2

I know this topic has been discussed quite extensively, as I've gone through and read more than 15 posts on the subject, but still can't find an answer to my question.

I'm looking for a function to sanitize data from a form. As absolutely NO HTML will be acceptable, how do I go about escaping ALL html entities so the user can absolutely not inject anything? I don't need a white list, as no input HTML is allowed.

Also, there's no need to run the mysql_real_escape_string, as I don't utilize a MySQL database. I use MongoDB. I'm just storing first name, last name, phone numbers, basic stuff.
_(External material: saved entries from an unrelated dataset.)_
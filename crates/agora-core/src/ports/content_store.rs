use async_trait::async_trait;
use uuid::Uuid;

use crate::domain::{ContentItem, ContentPatch, EnrichedContent};
use crate::error::StoreError;

/// Content store - the managed database holding content rows.
///
/// Listings are ordered newest-first by creation time.
#[async_trait]
pub trait ContentStore: Send + Sync {
    /// Find one item by id.
    async fn find_by_id(&self, id: Uuid) -> Result<Option<ContentItem>, StoreError>;

    /// All items of one creator, any publication state.
    async fn list_by_creator(
        &self,
        creator_id: Uuid,
        limit: u64,
    ) -> Result<Vec<ContentItem>, StoreError>;

    /// Published items of one creator.
    async fn list_published_by_creator(
        &self,
        creator_id: Uuid,
        limit: u64,
    ) -> Result<Vec<ContentItem>, StoreError>;

    /// Published items across all creators.
    async fn list_published_global(&self, limit: u64) -> Result<Vec<ContentItem>, StoreError>;

    /// Published items joined with their creator's profile.
    async fn list_published_global_enriched(
        &self,
        limit: u64,
    ) -> Result<Vec<EnrichedContent>, StoreError>;

    /// Insert a new item and return the stored row.
    async fn insert(&self, item: ContentItem) -> Result<ContentItem, StoreError>;

    /// Apply a partial update and return the stored row.
    async fn update(&self, id: Uuid, patch: ContentPatch) -> Result<ContentItem, StoreError>;

    /// Delete an item by id.
    async fn delete(&self, id: Uuid) -> Result<(), StoreError>;
}
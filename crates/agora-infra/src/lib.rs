//! # Agora Infrastructure
//!
//! Concrete implementations of the ports defined in `agora-core`, plus the
//! feed assembler and refresh loop that run on top of them.
//!
//! ## Feature Flags
//!
//! - `full` (default) - All features enabled
//! - `minimal` - No external dependencies, in-memory store only
//! - `postgres` - PostgreSQL content store via SeaORM
//! - `rest` - Hosted backend content store via its PostgREST API

pub mod database;
pub mod feed;
pub mod memory;

#[cfg(feature = "rest")]
pub mod rest;

// Re-exports - always available
pub use feed::{FeedAssembler, FeedSnapshot, FeedView, LoopState, RefreshHandle, RefreshLoop};
pub use memory::InMemoryContentStore;

#[cfg(feature = "postgres")]
pub use database::PostgresContentStore;

#[cfg(feature = "rest")]
pub use rest::{PostgrestConfig, PostgrestContentStore};
//! Standardized API response types (RFC 7807 compliant for errors).

use serde::{Deserialize, Serialize};

/// Standard successful API response wrapper.
#[derive(Debug, Clone, Serialize, Deserialize)]
pub struct ApiResponse<T> {
    pub success: bool,
    pub data: Option<T>,
    #[serde(skip_serializing_if = "Option::is_none")]
    pub message: Option<String>,
}

impl<T> ApiResponse<T> {
    pub fn ok(data: T) -> Self {
        Self {
            success: true,
            data: Some(data),
            message: None,
        }
    }

    pub fn ok_with_message(data: T, message: impl Into<String>) -> Self {
        Self {
            success: true,
            data: Some(data),
            message: Some(message.into()),
        }
    }
}

/// RFC 7807 Problem Details for HTTP APIs.
///
/// See: https://datatracker.ietf.org/doc/html/rfc7807
#[derive(Debug, Clone, Serialize, Deserialize)]
pub struct ErrorResponse {
    /// A URI reference that identifies the problem type.
    #[serde(rename = "type")]
    pub error_type: String,

    /// A short, human-readable summary of the problem type.
    pub title: String,

    /// The HTTP status code.
    pub status: u16,

    /// A human-readable explanation specific to this occurrence.
    #[serde(skip_serializing_if = "Option::is_none")]
    pub detail: Option<String>,

    /// Endpoint the client can call to retry the failed operation by hand.
    #[serde(skip_serializing_if = "Option::is_none")]
    pub retry: Option<String>,
}

impl ErrorResponse {
    pub fn new(status: u16, title: impl Into<String>) -> Self {
        Self {
            error_type: "about:blank".to_string(),
            title: title.into(),
            status,
            detail: None,
            retry: None,
        }
    }

    pub fn with_detail(mut self, detail: impl Into<String>) -> Self {
        self.detail = Some(detail.into());
        self
    }

    pub fn with_retry(mut self, retry: impl Into<String>) -> Self {
        self.retry = Some(retry.into());
        self
    }

    pub fn bad_request(detail: impl Into<String>) -> Self {
        Self::new(400, "Bad Request").with_detail(detail)
    }

    pub fn not_found(detail: impl Into<String>) -> Self {
        Self::new(404, "Not Found").with_detail(detail)
    }

    pub fn unprocessable(detail: impl Into<String>) -> Self {
        Self::new(422, "Validation Failed").with_detail(detail)
    }

    pub fn internal_error() -> Self {
        Self::new(500, "Internal Server Error")
    }

    pub fn service_unavailable(detail: impl Into<String>) -> Self {
        Self::new(503, "Service Unavailable").with_detail(detail)
    }
}
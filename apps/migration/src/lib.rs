//! Schema for the Postgres content store.

pub use sea_orm_migration::prelude::*;

mod m20250101_000001_create_content_tables;

pub struct Migrator;

#[async_trait::async_trait]
impl MigratorTrait for Migrator {
    fn migrations() -> Vec<Box<dyn MigrationTrait>> {
        vec![Box::new(m20250101_000001_create_content_tables::Migration)]
    }
}
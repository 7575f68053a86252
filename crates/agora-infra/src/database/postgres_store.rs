//! PostgreSQL content store.

use async_trait::async_trait;
use sea_orm::{
    ActiveModelTrait, ColumnTrait, DbConn, DbErr, EntityTrait, QueryFilter, QueryOrder,
    QuerySelect,
};
use uuid::Uuid;

use agora_core::domain::{ContentItem, ContentPatch, EnrichedContent};
use agora_core::error::StoreError;
use agora_core::ports::ContentStore;

use super::entity::content::{self, Entity as ContentEntity};
use super::entity::profile::Entity as ProfileEntity;

/// Content store over a SeaORM connection.
pub struct PostgresContentStore {
    db: DbConn,
}

impl PostgresContentStore {
    pub fn new(db: DbConn) -> Self {
        Self { db }
    }

    fn decode_all(models: Vec<content::Model>) -> Result<Vec<ContentItem>, StoreError> {
        models.into_iter().map(ContentItem::try_from).collect()
    }
}

fn query_error(e: DbErr) -> StoreError {
    match e {
        DbErr::Conn(err) => StoreError::Connection(err.to_string()),
        DbErr::ConnectionAcquire(err) => StoreError::Connection(err.to_string()),
        DbErr::RecordNotFound(_) => StoreError::NotFound,
        other => {
            let msg = other.to_string();
            if msg.contains("duplicate") || msg.contains("unique") || msg.contains("foreign key") {
                StoreError::Constraint(msg)
            } else {
                StoreError::Query(msg)
            }
        }
    }
}

#[async_trait]
impl ContentStore for PostgresContentStore {
    async fn find_by_id(&self, id: Uuid) -> Result<Option<ContentItem>, StoreError> {
        ContentEntity::find_by_id(id)
            .one(&self.db)
            .await
            .map_err(query_error)?
            .map(ContentItem::try_from)
            .transpose()
    }

    async fn list_by_creator(
        &self,
        creator_id: Uuid,
        limit: u64,
    ) -> Result<Vec<ContentItem>, StoreError> {
        tracing::debug!(creator_id = %creator_id, limit, "Listing content by creator");

        let models = ContentEntity::find()
            .filter(content::Column::CreatorId.eq(creator_id))
            .order_by_desc(content::Column::CreatedAt)
            .limit(limit)
            .all(&self.db)
            .await
            .map_err(query_error)?;

        Self::decode_all(models)
    }

    async fn list_published_by_creator(
        &self,
        creator_id: Uuid,
        limit: u64,
    ) -> Result<Vec<ContentItem>, StoreError> {
        let models = ContentEntity::find()
            .filter(content::Column::CreatorId.eq(creator_id))
            .filter(content::Column::IsPublished.eq(true))
            .order_by_desc(content::Column::CreatedAt)
            .limit(limit)
            .all(&self.db)
            .await
            .map_err(query_error)?;

        Self::decode_all(models)
    }

    async fn list_published_global(&self, limit: u64) -> Result<Vec<ContentItem>, StoreError> {
        let models = ContentEntity::find()
            .filter(content::Column::IsPublished.eq(true))
            .order_by_desc(content::Column::CreatedAt)
            .limit(limit)
            .all(&self.db)
            .await
            .map_err(query_error)?;

        Self::decode_all(models)
    }

    async fn list_published_global_enriched(
        &self,
        limit: u64,
    ) -> Result<Vec<EnrichedContent>, StoreError> {
        let rows = ContentEntity::find()
            .find_also_related(ProfileEntity)
            .filter(content::Column::IsPublished.eq(true))
            .order_by_desc(content::Column::CreatedAt)
            .limit(limit)
            .all(&self.db)
            .await
            .map_err(query_error)?;

        rows.into_iter()
            .map(|(model, profile)| {
                Ok(EnrichedContent {
                    item: ContentItem::try_from(model)?,
                    creator: profile.map(Into::into),
                })
            })
            .collect()
    }

    async fn insert(&self, item: ContentItem) -> Result<ContentItem, StoreError> {
        let active: content::ActiveModel = item.try_into()?;
        let model = active.insert(&self.db).await.map_err(query_error)?;
        ContentItem::try_from(model)
    }

    async fn update(&self, id: Uuid, patch: ContentPatch) -> Result<ContentItem, StoreError> {
        let mut item = self.find_by_id(id).await?.ok_or(StoreError::NotFound)?;
        patch.apply_to(&mut item);

        let active: content::ActiveModel = item.try_into()?;
        let model = active.update(&self.db).await.map_err(query_error)?;
        ContentItem::try_from(model)
    }

    async fn delete(&self, id: Uuid) -> Result<(), StoreError> {
        let result = ContentEntity::delete_by_id(id)
            .exec(&self.db)
            .await
            .map_err(query_error)?;

        if result.rows_affected == 0 {
            return Err(StoreError::NotFound);
        }

        Ok(())
    }
}
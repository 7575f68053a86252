//! # Agora Core
//!
//! The domain layer of Agora's content feeds.
//! This crate contains pure business logic with zero infrastructure dependencies:
//! content types, the publication state evaluator, the feed visibility policy
//! and the content store port.

pub mod domain;
pub mod error;
pub mod feed;
pub mod lifecycle;
pub mod ports;

pub use error::{DomainError, EvaluationError, FeedError, StoreError};
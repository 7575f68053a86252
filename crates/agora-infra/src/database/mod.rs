//! Postgres-backed content store.

mod connections;

#[cfg(feature = "postgres")]
pub mod entity;
#[cfg(feature = "postgres")]
mod postgres_store;

pub use connections::DatabaseConfig;

#[cfg(feature = "postgres")]
pub use connections::connect;
#[cfg(feature = "postgres")]
pub use postgres_store::PostgresContentStore;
No HTML. But I still don't want a user to be able to input <script>whatever</script> for their first name, and when it's displayed back to them, it parses it.

I thought about HTML Purifier, and htmLAWED but they seem to be too much for what I'm trying to do. Do I just build a fancy preg_replace function?

mrc0der
  • 115
  • 1
  • 11
  • Well isn't this why you should be sanitizing stuff that the user has provided before displaying in HTML? Namely something like: – thatidiotguy Oct 25 '12 at 15:00

7 Answers7

2

There is no universal "make it safe" filter. Strings are only dangerous when placed into a specific context.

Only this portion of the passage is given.